I love this post by Johnnie Moore called Productive Meetings. In it he talks about the value of being LESS organized and regimented and MORE organic – focusing on the quality of the overall conversation. Meetings ought to be conversations, first and foremost, not some torture chamber of repetitive irrelevance. Here’s a snippet:
"There are no universal solutions, but I often encourage people to get less attached to instant results and more interested in the quality of conversation. And if the fact that meetings aren’t productive is really a big issue, then perhaps what’s needed is a more honest and reflective conversation about why that keeps happening."
Anita, over on the Worthwhile blog offers this post about A Personal Work Manifesto. I like what she has to say here. How does this relate to flow? It’s about working with your passions, style, preferred way of working – the manifesto is about how to make work flow for you and put you into a flow state. Snippet:
"After reading this, I remembered that I had written a personal career manifesto a while back. With a few exceptions (when you’re building a business, you have to do some things that don’t play perfectly to your strengths), I’ve stuck to it:
- I will spend at least 80% of my time working at things that play to my strengths.

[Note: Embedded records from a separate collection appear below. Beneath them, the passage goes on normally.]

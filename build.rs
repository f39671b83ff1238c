//! Build script to generate the embedded word list
//!
//! Reads `data/words.txt` and generates Rust source code with a const array.

use std::env;
use std::fs;
use std::io::Write;
use std::path::Path;

fn main() {
    let out_dir = env::var("OUT_DIR").unwrap();

    generate_word_list(
        "data/words.txt",
        &Path::new(&out_dir).join("words.rs"),
        "WORDS",
        "Candidate target words",
    );

    println!("cargo:rerun-if-changed=data/words.txt");
}

fn generate_word_list(input_path: &str, output_path: &Path, const_name: &str, doc_comment: &str) {
    let content = fs::read_to_string(input_path)
        .unwrap_or_else(|e| panic!("Failed to read {input_path}: {e}"));

    // Same plain-text contract as the runtime loader: trimmed, lower-cased, blanks skipped
    let words: Vec<String> = content
        .lines()
        .map(|line| line.trim().to_lowercase())
        .filter(|word| !word.is_empty())
        .collect();
    let count = words.len();

    let mut output = fs::File::create(output_path)
        .unwrap_or_else(|e| panic!("Failed to create {}: {e}", output_path.display()));

    writeln!(output, "// Generated word list").unwrap();
    writeln!(output, "//").unwrap();
    writeln!(output, "// {doc_comment} ({count} words)").unwrap();
    writeln!(output).unwrap();
    writeln!(output, "/// {doc_comment} ({count} words)").unwrap();
    writeln!(output, "pub const {const_name}: &[&str] = &[").unwrap();

    for word in &words {
        writeln!(output, "    \"{word}\",").unwrap();
    }

    writeln!(output, "];").unwrap();
    writeln!(output).unwrap();
    writeln!(output, "/// Number of words in {const_name}").unwrap();
    writeln!(output, "pub const {const_name}_COUNT: usize = {count};").unwrap();
}
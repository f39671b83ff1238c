//! Logger setup for the binary

use env_logger::{Builder, Env};

/// Environment variable holding the log filter, e.g. `WORDLE_LOG=debug`
pub const LOG_ENV: &str = "WORDLE_LOG";

/// Initialize logging with a filter taken from `WORDLE_LOG`.
///
/// Defaults to `warn` when the variable is unset. Calling this more than once
/// is harmless; later calls are ignored.
pub fn init_logging() {
    let _ = Builder::from_env(Env::default().filter_or(LOG_ENV, "warn"))
        .format_timestamp(None)
        .try_init();
}
//! Terminal input: crossterm key events mapped to discrete game actions.
//!
//! Deliberately free of any UI framework and of repeat/DAS logic: the
//! session contract is one discrete action per press, so this crate is a
//! pure mapping layer the binary queries while polling events.

pub mod map;

pub use blockfall_types as types;

pub use map::{handle_key_event, is_confirm, should_quit};
//! Core simulation: pure, deterministic, and free of I/O.
//!
//! Everything the game *is* lives here: the shape catalog, the piece
//! instance, the walled grid, and the per-frame session update. The crate
//! has no dependency on rendering, input, or timing; callers feed it a
//! frame counter and the actions pressed that frame.
//!
//! # Module structure
//!
//! - [`catalog`]: the seven shapes as static offset patterns
//! - [`piece`]: a placed shape with candidate-building moves
//! - [`board`]: the grid, legality testing, commit/erase, row clearing
//! - [`game`]: the session state machine (playing / game over)
//! - [`rng`]: seeded LCG for uniform piece selection
//!
//! # Error model
//!
//! One error condition exists: an illegal placement, reported by
//! [`Board::is_legal`] as a plain bool. Everything above it (rejected
//! moves, locking, game over) is policy layered on that single primitive.

pub mod board;
pub mod catalog;
pub mod game;
pub mod piece;
pub mod rng;

pub use blockfall_types as types;

pub use board::Board;
pub use catalog::{shape_def, CellOffset, ShapeDef};
pub use game::Game;
pub use piece::Piece;
pub use rng::SimpleRng;
//! Piece instance: a catalog shape placed on the grid.
//!
//! Pieces are cheap `Copy` values. Moves never mutate a piece in place;
//! every proposed transform builds a candidate instance that the session
//! tests against the board before it replaces the current one.

use blockfall_types::{PieceKind, SPAWN_X, SPAWN_Y};

use crate::catalog::shape_def;

/// A placed piece: kind, origin in grid coordinates, rotation state.
#[derive(Debug, Clone, Copy, PartialEq, Eq)]
pub struct Piece {
    pub kind: PieceKind,
    pub x: i8,
    pub y: i8,
    /// Interpreted modulo the shape's symmetry order.
    pub rotation: u8,
}

impl Piece {
    /// A fresh piece at the spawn coordinate, unrotated.
    pub fn spawn(kind: PieceKind) -> Self {
        Self {
            kind,
            x: SPAWN_X,
            y: SPAWN_Y,
            rotation: 0,
        }
    }

    /// The grid value this piece writes into cells it occupies.
    pub fn color(&self) -> u8 {
        shape_def(self.kind).color
    }

    /// Absolute grid cells covered by this piece: the origin plus the three
    /// catalog offsets, each offset rotated by `(dx, dy) -> (-dy, dx)`
    /// applied `rotation mod symmetry` times.
    pub fn cells(&self) -> [(i8, i8); 4] {
        let def = shape_def(self.kind);
        let steps = self.rotation % def.symmetry;

        let mut cells = [(self.x, self.y); 4];
        for (cell, &(mut dx, mut dy)) in cells[1..].iter_mut().zip(def.offsets.iter()) {
            for _ in 0..steps {
                (dx, dy) = (-dy, dx);
            }
            *cell = (self.x + dx, self.y + dy);
        }
        cells
    }

    /// Candidate translated by `(dx, dy)`.
    pub fn shifted(&self, dx: i8, dy: i8) -> Self {
        Self {
            x: self.x + dx,
            y: self.y + dy,
            ..*self
        }
    }

    /// Candidate rotated one step. The stored state stays normalized to the
    /// shape's symmetry order.
    pub fn rotated(&self) -> Self {
        let symmetry = shape_def(self.kind).symmetry;
        Self {
            rotation: (self.rotation + 1) % symmetry,
            ..*self
        }
    }
}
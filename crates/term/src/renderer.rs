//! TerminalRenderer: flushes a framebuffer to a real terminal.
//!
//! `enter` puts the terminal into raw mode on the alternate screen;
//! `exit` restores it. Draw calls diff against the previously drawn frame
//! and only rewrite changed runs.

use std::io::{self, Write};

use anyhow::Result;

use crossterm::{
    cursor,
    style::{Color, Print, ResetColor, SetBackgroundColor, SetForegroundColor},
    terminal, QueueableCommand,
};

use crate::fb::{CellStyle, FrameBuffer, Rgb};

pub struct TerminalRenderer {
    stdout: io::Stdout,
    last: Option<FrameBuffer>,
    buf: Vec<u8>,
}

impl TerminalRenderer {
    pub fn new() -> Self {
        Self {
            stdout: io::stdout(),
            last: None,
            buf: Vec::with_capacity(64 * 1024),
        }
    }

    pub fn enter(&mut self) -> Result<()> {
        terminal::enable_raw_mode()?;
        self.buf.clear();
        self.buf.queue(terminal::EnterAlternateScreen)?;
        self.buf.queue(cursor::Hide)?;
        self.buf.queue(terminal::DisableLineWrap)?;
        self.flush_buf()?;
        Ok(())
    }

    pub fn exit(&mut self) -> Result<()> {
        self.buf.clear();
        self.buf.queue(ResetColor)?;
        self.buf.queue(terminal::EnableLineWrap)?;
        self.buf.queue(cursor::Show)?;
        self.buf.queue(terminal::LeaveAlternateScreen)?;
        self.flush_buf()?;
        terminal::disable_raw_mode()?;
        Ok(())
    }

    /// Force the next draw to be a full redraw. Useful on resize events.
    pub fn invalidate(&mut self) {
        self.last = None;
    }

    /// Draw a framebuffer, diffing against the previous frame when the
    /// dimensions match.
    pub fn draw(&mut self, fb: &FrameBuffer) -> Result<()> {
        self.buf.clear();
        match &self.last {
            Some(prev) if prev.width() == fb.width() && prev.height() == fb.height() => {
                encode_diff_into(prev, fb, &mut self.buf)?;
            }
            _ => {
                encode_full_into(fb, &mut self.buf)?;
            }
        }
        self.flush_buf()?;

        // Keep the frame for the next diff, reusing the old allocation.
        match &mut self.last {
            Some(prev) => prev.clone_from(fb),
            None => self.last = Some(fb.clone()),
        }
        Ok(())
    }

    fn flush_buf(&mut self) -> Result<()> {
        self.stdout.write_all(&self.buf)?;
        self.stdout.flush()?;
        Ok(())
    }
}

impl Default for TerminalRenderer {
    fn default() -> Self {
        Self::new()
    }
}

/// Encode a full-frame redraw into `out`.
pub fn encode_full_into(fb: &FrameBuffer, out: &mut Vec<u8>) -> Result<()> {
    out.queue(terminal::Clear(terminal::ClearType::All))?;

    let mut current_style: Option<CellStyle> = None;
    for y in 0..fb.height() {
        out.queue(cursor::MoveTo(0, y))?;
        for x in 0..fb.width() {
            let cell = fb.get(x, y).unwrap_or_default();
            if current_style != Some(cell.style) {
                apply_style_into(out, cell.style)?;
                current_style = Some(cell.style);
            }
            out.queue(Print(cell.ch))?;
        }
    }

    out.queue(ResetColor)?;
    Ok(())
}

/// Encode a diff redraw (changed runs only) into `out`.
pub fn encode_diff_into(prev: &FrameBuffer, next: &FrameBuffer, out: &mut Vec<u8>) -> Result<()> {
    let mut current_style: Option<CellStyle> = None;

    for_each_changed_run(prev, next, |x, y, len| {
        out.queue(cursor::MoveTo(x, y))?;
        for dx in 0..len {
            let cell = next.get(x + dx, y).unwrap_or_default();
            if current_style != Some(cell.style) {
                apply_style_into(out, cell.style)?;
                current_style = Some(cell.style);
            }
            out.queue(Print(cell.ch))?;
        }
        Ok(())
    })?;

    out.queue(ResetColor)?;
    Ok(())
}

fn apply_style_into(out: &mut Vec<u8>, style: CellStyle) -> Result<()> {
    out.queue(SetForegroundColor(rgb_to_color(style.fg)))?;
    out.queue(SetBackgroundColor(rgb_to_color(style.bg)))?;
    Ok(())
}

fn rgb_to_color(rgb: Rgb) -> Color {
    Color::Rgb {
        r: rgb.r,
        g: rgb.g,
        b: rgb.b,
    }
}

/// Visit maximal horizontal runs of cells that differ between two
/// equally-sized frames.
fn for_each_changed_run(
    prev: &FrameBuffer,
    next: &FrameBuffer,
    mut f: impl FnMut(u16, u16, u16) -> Result<()>,
) -> Result<()> {
    let w = next.width();
    let h = next.height();

    for y in 0..h {
        let mut x = 0;
        while x < w {
            if prev.get(x, y) == next.get(x, y) {
                x += 1;
                continue;
            }
            let start = x;
            while x < w && prev.get(x, y) != next.get(x, y) {
                x += 1;
            }
            f(start, y, x - start)?;
        }
    }
    Ok(())
}

#[cfg(test)]
mod tests {
    use super::*;
    use crate::fb::{Cell, CellStyle};

    #[test]
    fn test_changed_run_coalesces_adjacent_cells() {
        let style = CellStyle::default();
        let a = FrameBuffer::new(5, 1);
        let mut b = FrameBuffer::new(5, 1);
        for x in 1..=3 {
            b.set(x, 0, Cell { ch: 'X', style });
        }

        let mut runs = Vec::new();
        for_each_changed_run(&a, &b, |x, y, len| {
            runs.push((x, y, len));
            Ok(())
        })
        .unwrap();
        assert_eq!(runs, vec![(1, 0, 3)]);
    }

    #[test]
    fn test_identical_frames_encode_no_runs() {
        let a = FrameBuffer::new(8, 2);
        let b = a.clone();
        let mut runs = 0;
        for_each_changed_run(&a, &b, |_, _, _| {
            runs += 1;
            Ok(())
        })
        .unwrap();
        assert_eq!(runs, 0);
    }

    #[test]
    fn test_full_encode_produces_output() {
        let mut fb = FrameBuffer::new(3, 2);
        fb.put_char(1, 1, '#', CellStyle::default());
        let mut out = Vec::new();
        encode_full_into(&fb, &mut out).unwrap();
        assert!(!out.is_empty());
    }
}
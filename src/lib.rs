//! Blockfall (workspace facade crate).
//!
//! The implementation lives in dedicated crates under `crates/`; this
//! package re-exports them under stable module names and ships the binary.

pub use blockfall_core as core;
pub use blockfall_input as input;
pub use blockfall_term as term;
pub use blockfall_types as types;
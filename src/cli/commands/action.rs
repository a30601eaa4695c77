//! `storenotes action`: the GitHub Actions step.

use anyhow::Result;
use std::path::PathBuf;
use std::process::ExitCode;

use crate::action::{ActionInputs, collect_outputs, format_output, run_action, write_outputs};
use crate::notes::Outcome;

/// Runs the action and reports failures as workflow annotations.
///
/// Exits with status 1 on any failure, as the runner expects.
pub async fn run_action_command() -> Result<ExitCode> {
    let outcome = match ActionInputs::from_env() {
        Ok(inputs) => run_action(&inputs).await,
        Err(e) => Outcome::Failure(e),
    };

    let generated = match outcome {
        Outcome::Success(generated) => generated,
        Outcome::Failure(e) => {
            println!("::error::Action failed with error: {e}");
            return Ok(ExitCode::FAILURE);
        }
    };

    let outputs = collect_outputs(&generated.release_notes, &generated.languages);

    match std::env::var_os("GITHUB_OUTPUT").filter(|path| !path.is_empty()) {
        Some(path) => {
            if let Err(e) = write_outputs(&PathBuf::from(path), &outputs) {
                println!("::error::Action failed with error: {e:#}");
                return Ok(ExitCode::FAILURE);
            }
        }
        None => {
            for (name, value) in &outputs {
                print!("{}", format_output(name, value));
            }
        }
    }

    println!(
        "Successfully generated app store release notes in {} languages",
        generated.languages.len()
    );

    Ok(ExitCode::SUCCESS)
}
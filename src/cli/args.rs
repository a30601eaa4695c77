use clap::{ArgAction, Args as ClapArgs, Parser, Subcommand};

#[derive(Parser, Debug)]
#[command(name = "storenotes")]
#[command(about = "Turns technical release notes into friendly, multi-language app store notes")]
#[command(version)]
pub struct Args {
    /// File with the original release notes (reads stdin, or asks interactively, if not provided)
    pub file: Option<String>,

    #[command(flatten)]
    pub generation: GenerationArgs,

    /// Suppress status messages
    #[arg(short = 'q', long, global = true)]
    pub quiet: bool,

    /// Increase log verbosity (-v, -vv, -vvv)
    #[arg(short = 'v', long, action = ArgAction::Count, global = true)]
    pub verbose: u8,

    /// Disable colored output
    #[arg(long, global = true)]
    pub no_color: bool,

    #[command(subcommand)]
    pub command: Option<Command>,
}

/// Options shared by every command that generates notes.
#[derive(ClapArgs, Debug, Clone, Default)]
pub struct GenerationArgs {
    /// Comma-separated language codes, in output order (e.g., en,sv,fr)
    #[arg(short = 'l', long)]
    pub languages: Option<String>,

    /// Maximum character length for each language's notes
    #[arg(short = 'm', long)]
    pub max_length: Option<u32>,

    /// Provider name from the config file
    #[arg(short = 'p', long)]
    pub provider: Option<String>,

    /// Model name
    #[arg(long)]
    pub model: Option<String>,

    /// Write the combined notes to this file
    #[arg(short = 'o', long)]
    pub output: Option<String>,

    /// Print the result envelope as JSON
    #[arg(long)]
    pub json: bool,
}

#[derive(Subcommand, Debug)]
pub enum Command {
    /// Generate store notes from a GitHub release
    Release {
        /// Repository in owner/repo form
        #[arg(short = 'r', long)]
        repo: String,

        /// Release tag, or "latest"
        #[arg(short = 't', long, default_value = "latest")]
        tag: String,

        /// GitHub token (defaults to the GITHUB_TOKEN environment variable)
        #[arg(long)]
        token: Option<String>,

        #[command(flatten)]
        generation: GenerationArgs,
    },
    /// Run as a GitHub Action step (reads INPUT_* variables)
    Action,
    /// List known language codes
    Languages,
    /// List configured providers
    Providers {
        /// Show details for a specific provider
        provider: Option<String>,
    },
    /// Configure default settings
    Configure {
        /// Show current configuration
        #[arg(long)]
        show: bool,
    },
}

- I will only do work where I have a strong degree of creative control.
- I will spend my days doing work that I believe adds something positive to the world.
- I will not work with (and certainly never for) bullies or dishonest or mean people.
- Freedom of movement is key to my doing my best work. I will never work in a controlling environment.
What about you? Anyone else ever written a personal work manifesto?"
If you were going to write a personal work manifesto, what would you write?
Guy Kawasaki offers this entertaining but also sad post called How to Prevent a Bozo Explosion. The reason it is sad is because many companies have symptoms of what Guy calls Bozosity. Here are a couple of the signs:
"1. The two most popular words in your company are "partner" and "strategic." In addition, "partner" has become a verb, and "strategic" is used to describe decisions and activities that don’t make sense.
2. Management has two-day offsites at places like the Ritz Carlton to foster communication and to craft a company mission statement.
3. The aforementioned company mission statement contains more than twenty words–two of which are "partner" and "strategic."
4. Your CEO’s admin has an admin."
Which way is your work flowing – toward or away from the Bozo Explosion? Over a year ago, I interviewed Guy and we talked about the Bozo Explosion. At that time he focused on it from a hiring perspective. Here is a piece of that earlier post:
"I got a chuckle out of his reference to Bozo Explosions. Here’s how it happens according to Kawasaki:
A Players hire other A Players – This is good and the desired outcome.
B Players hire C Players
C Players hire D Players
And it doesn’t take long to get to Z Players. This results in a Bozo Explosion!"
There you have it, a couple ways of looking at a bozo explosion. What’s the level of bozosity in your company? The higher it is, the less likely your work will reach a flow state.